Celui-ci attend son heure, pour faire dégager Bayrou en menant sa propre politique. Sébastien Chenu, député du Nord, a résumé leur politique : « le rendez-vous de la censure, c’est à l’automne, c’est au moment du budget. François Bayrou, son tour viendra (…) Nous allons pouvoir demander de bouger des lignes, que ce soit sur l’énergie ou la politique migratoire ».

La gauche syndicale et politique se retrouve complètement impuissante à s’opposer à l’offensive en cours. Noyée dans le dialogue social ou le cadre parlementaire et institutionnel, son refus de l’affrontement la mène à une politique de « responsabilité » et de défense du système.

Une politique qui laisse le champ libre aux politiques les plus réactionnaires et brutales contre les travailleur·es, à l’image de Retailleau qui fait du Trump contre les migrant·es, avec l’organisation des rafles dans les transports et les gares les 18 et 19 juin, mobilisant 4 000 policiers, douaniers et militaires !

A l’image aussi du débat mercredi au Parlement sur la guerre d’Israël contre l’Iran, introduit par Bayrou réaffirmant le « soutien » de la France « au peuple israélien, à son droit à l’existence et à la sécurité ». Des macronistes jusqu’à l’extrême-droite, tous justifient la politique de Netanyahou, promu défenseur de l’occident. Quant à Le Pen, elle se positionne en dénonçant « l’inconsistance » de Macron tout en saluant « la manière dont le président Trump est intervenu dans cette crise géopolitique ».

De la trahison du mouvement pour les retraites à la farce du conclave, tirer les leçons d’une capitulation

Le conclave montre à quel point l’intersyndicale a trahi le mouvement contre la réforme des retraites, en prétendant vouloir « bloquer le pays » tout en l’enfermant dans l’impasse du calendrier parlementaire. Et aujourd’hui, le conclave auquel toutes les directions syndicales ont participé entérine les 64 ans et prépare le terrain politique à une nouvelle offensive.

Il n’y a aucune autre issue que l’affrontement. La politique de subvention permanente du capital comme l’explosion des budgets militaires ont fait progresser la dette de 40 milliards en 3 mois. Les classes dominantes n’ont pas d’autre politique qu’imposer la régression sociale, surexploiter les travailleur·es et la nature pour tenter de maintenir leur système et les records du CAC40 quoi qu’il en coûte.

D’ores et déjà, le gouvernement annonce 5 milliards de plus d’économies sur les dépenses d’Etat et la Sécurité Sociale, 40 milliards d’économies sur les dépenses publiques dans le prochain budget, une nouvelle offensive contre les chômeurs, alors que Darmanin annonce vouloir diminuer par deux l’indemnisation du chômage.

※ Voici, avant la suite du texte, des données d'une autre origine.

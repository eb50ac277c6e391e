//! Perceptual quality models a candidate can be scored with.

use std::fmt;
use std::str::FromStr;

use serde::{Deserialize, Serialize};

use crate::error::ExplorerError;

/// VMAF model used to score a transcoded variant.
#[derive(Debug, Clone, Copy, PartialEq, Eq, Hash, PartialOrd, Ord, Default, Serialize, Deserialize)]
#[serde(rename_all = "kebab-case")]
pub enum AnalysisModel {
    /// 1080p viewing on a living-room display.
    #[default]
    Hd,
    /// HD model without enhancement gain.
    HdNeg,
    /// 4K viewing distance.
    Uhd4k,
    /// Mobile viewing.
    Phone,
}

impl AnalysisModel {
    pub const ALL: [AnalysisModel; 4] = [Self::Hd, Self::HdNeg, Self::Uhd4k, Self::Phone];

    /// Name used as the directory segment of quality artifacts.
    pub fn name(&self) -> &'static str {
        match self {
            Self::Hd => "hd",
            Self::HdNeg => "hd-neg",
            Self::Uhd4k => "uhd4k",
            Self::Phone => "phone",
        }
    }

    /// Model version understood by the libvmaf filter.
    pub fn libvmaf_version(&self) -> &'static str {
        match self {
            Self::Hd | Self::Phone => "vmaf_v0.6.1",
            Self::HdNeg => "vmaf_v0.6.1neg",
            Self::Uhd4k => "vmaf_4k_v0.6.1",
        }
    }
}

impl fmt::Display for AnalysisModel {
    fn fmt(&self, f: &mut fmt::Formatter<'_>) -> fmt::Result {
        f.write_str(self.name())
    }
}

impl FromStr for AnalysisModel {
    type Err = ExplorerError;

    fn from_str(s: &str) -> Result<Self, Self::Err> {
        let wanted = s.trim().to_ascii_lowercase();
        Self::ALL
            .into_iter()
            .find(|m| m.name() == wanted)
            .ok_or_else(|| ExplorerError::Config {
                message: format!(
                    "unknown analysis model `{s}` (expected one of: hd, hd-neg, uhd4k, phone)"
                ),
            })
    }
}

#[cfg(test)]
mod tests {
    use super::*;

    #[test]
    fn test_name_roundtrip() {
        for model in AnalysisModel::ALL {
            assert_eq!(model.name().parse::<AnalysisModel>().unwrap(), model);
        }
        assert_eq!("HD".parse::<AnalysisModel>().unwrap(), AnalysisModel::Hd);
        assert!("vmaf".parse::<AnalysisModel>().is_err());
    }

    #[test]
    fn test_serde_names_match_path_names() {
        let json = serde_json::to_string(&AnalysisModel::HdNeg).unwrap();
        assert_eq!(json, "\"hd-neg\"");
        let json = serde_json::to_string(&AnalysisModel::Uhd4k).unwrap();
        assert_eq!(json, "\"uhd4k\"");
    }
}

Il ne peut y avoir de lutte pour défendre les services publics, contre les licenciements, pour les salaires, la protection sociale, sans s’en prendre à la logique de rentabilité financière, sans s’en prendre à l’Etat, sans remettre en cause le pouvoir de l’oligarchie financière. Ce combat est indissociable de la lutte contre la guerre, pas un euro pour la guerre, non à l’union nationale !

Nous avons besoin de nous rassembler autour de ce qui nous est commun, la défense de nos intérêts en toute lucidité, nos intérêts de classe incompatibles avec ceux du capital et de ses serviteurs, besoin de prendre nous-mêmes nos affaires en main.